**What to work on**
Each line of the material that mentions the word "derive" is to be copied.

Records to use Start Marker

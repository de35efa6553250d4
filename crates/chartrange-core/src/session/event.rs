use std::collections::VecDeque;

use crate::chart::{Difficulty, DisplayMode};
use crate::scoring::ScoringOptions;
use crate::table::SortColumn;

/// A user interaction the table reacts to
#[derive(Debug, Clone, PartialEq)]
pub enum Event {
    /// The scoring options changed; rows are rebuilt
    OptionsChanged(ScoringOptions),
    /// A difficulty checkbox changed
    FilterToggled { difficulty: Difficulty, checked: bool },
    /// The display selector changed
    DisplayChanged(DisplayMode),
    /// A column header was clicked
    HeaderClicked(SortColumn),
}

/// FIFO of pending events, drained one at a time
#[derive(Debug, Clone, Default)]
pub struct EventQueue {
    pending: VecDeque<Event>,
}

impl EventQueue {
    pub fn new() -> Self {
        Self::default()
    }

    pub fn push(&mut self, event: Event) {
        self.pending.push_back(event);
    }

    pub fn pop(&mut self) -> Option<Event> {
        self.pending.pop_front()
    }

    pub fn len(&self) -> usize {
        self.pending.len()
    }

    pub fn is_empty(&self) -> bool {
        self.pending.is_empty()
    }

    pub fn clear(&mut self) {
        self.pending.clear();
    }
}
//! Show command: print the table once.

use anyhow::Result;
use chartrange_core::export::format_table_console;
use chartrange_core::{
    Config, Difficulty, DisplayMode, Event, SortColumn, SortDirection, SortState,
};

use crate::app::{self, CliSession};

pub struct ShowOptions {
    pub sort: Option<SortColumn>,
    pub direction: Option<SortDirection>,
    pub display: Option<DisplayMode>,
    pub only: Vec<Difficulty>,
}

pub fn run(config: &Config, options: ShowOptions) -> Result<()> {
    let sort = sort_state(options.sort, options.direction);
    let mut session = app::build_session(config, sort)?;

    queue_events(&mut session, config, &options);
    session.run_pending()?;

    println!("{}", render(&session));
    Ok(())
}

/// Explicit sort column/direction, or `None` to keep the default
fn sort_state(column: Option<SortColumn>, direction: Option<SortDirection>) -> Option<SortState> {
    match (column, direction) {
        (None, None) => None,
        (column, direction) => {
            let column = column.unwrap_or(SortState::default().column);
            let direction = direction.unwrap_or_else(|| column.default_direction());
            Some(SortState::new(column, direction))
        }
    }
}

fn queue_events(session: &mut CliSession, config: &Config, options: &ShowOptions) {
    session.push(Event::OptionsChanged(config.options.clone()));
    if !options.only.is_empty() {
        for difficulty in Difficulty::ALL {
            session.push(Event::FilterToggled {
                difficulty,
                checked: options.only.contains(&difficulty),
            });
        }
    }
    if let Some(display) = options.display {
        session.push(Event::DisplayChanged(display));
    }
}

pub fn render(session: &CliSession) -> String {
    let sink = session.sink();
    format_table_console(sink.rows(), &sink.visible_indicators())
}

Records to use End Marker
Records to use Start Marker

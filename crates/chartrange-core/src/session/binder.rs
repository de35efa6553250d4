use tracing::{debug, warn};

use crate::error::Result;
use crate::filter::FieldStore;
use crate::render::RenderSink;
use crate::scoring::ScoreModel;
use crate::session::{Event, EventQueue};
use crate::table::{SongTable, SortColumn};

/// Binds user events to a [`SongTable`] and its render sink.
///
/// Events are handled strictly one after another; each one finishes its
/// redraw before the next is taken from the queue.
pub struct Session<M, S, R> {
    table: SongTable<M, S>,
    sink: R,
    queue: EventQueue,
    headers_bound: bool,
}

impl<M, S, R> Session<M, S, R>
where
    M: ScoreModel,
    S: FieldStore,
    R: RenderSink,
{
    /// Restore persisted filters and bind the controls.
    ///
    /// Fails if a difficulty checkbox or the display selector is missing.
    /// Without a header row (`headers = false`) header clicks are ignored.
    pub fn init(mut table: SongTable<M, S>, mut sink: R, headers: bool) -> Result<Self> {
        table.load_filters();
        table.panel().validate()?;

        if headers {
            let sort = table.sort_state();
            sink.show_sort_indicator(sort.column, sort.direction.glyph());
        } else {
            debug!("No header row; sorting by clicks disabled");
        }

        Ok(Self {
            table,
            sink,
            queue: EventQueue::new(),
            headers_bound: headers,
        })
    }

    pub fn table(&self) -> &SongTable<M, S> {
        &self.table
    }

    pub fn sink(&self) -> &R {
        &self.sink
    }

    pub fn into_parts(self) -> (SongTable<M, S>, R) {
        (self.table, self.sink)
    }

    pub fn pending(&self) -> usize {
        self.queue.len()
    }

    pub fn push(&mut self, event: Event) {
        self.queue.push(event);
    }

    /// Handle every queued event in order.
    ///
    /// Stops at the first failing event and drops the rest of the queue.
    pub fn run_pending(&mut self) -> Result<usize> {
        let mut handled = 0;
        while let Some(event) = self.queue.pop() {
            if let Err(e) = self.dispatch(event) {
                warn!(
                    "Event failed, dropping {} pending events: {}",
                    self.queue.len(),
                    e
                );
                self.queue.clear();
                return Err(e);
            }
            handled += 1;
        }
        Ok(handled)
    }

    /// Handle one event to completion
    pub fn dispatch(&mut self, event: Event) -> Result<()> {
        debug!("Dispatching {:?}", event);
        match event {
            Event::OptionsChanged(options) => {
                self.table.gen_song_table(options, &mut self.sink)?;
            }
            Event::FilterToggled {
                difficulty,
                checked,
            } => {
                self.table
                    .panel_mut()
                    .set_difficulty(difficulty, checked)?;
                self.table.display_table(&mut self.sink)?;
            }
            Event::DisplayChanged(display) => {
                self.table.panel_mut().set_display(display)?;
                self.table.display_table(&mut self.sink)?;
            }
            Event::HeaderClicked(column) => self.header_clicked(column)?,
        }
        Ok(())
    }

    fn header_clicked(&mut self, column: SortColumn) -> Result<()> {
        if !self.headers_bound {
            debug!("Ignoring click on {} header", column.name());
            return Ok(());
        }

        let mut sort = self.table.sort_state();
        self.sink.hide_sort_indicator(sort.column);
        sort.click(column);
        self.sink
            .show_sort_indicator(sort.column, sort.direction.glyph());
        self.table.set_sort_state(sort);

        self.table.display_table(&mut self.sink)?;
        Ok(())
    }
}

Records to use End Marker

**Answer to the problem**
#[derive(Debug, Clone, PartialEq)]
#[derive(Debug, Clone, Default)]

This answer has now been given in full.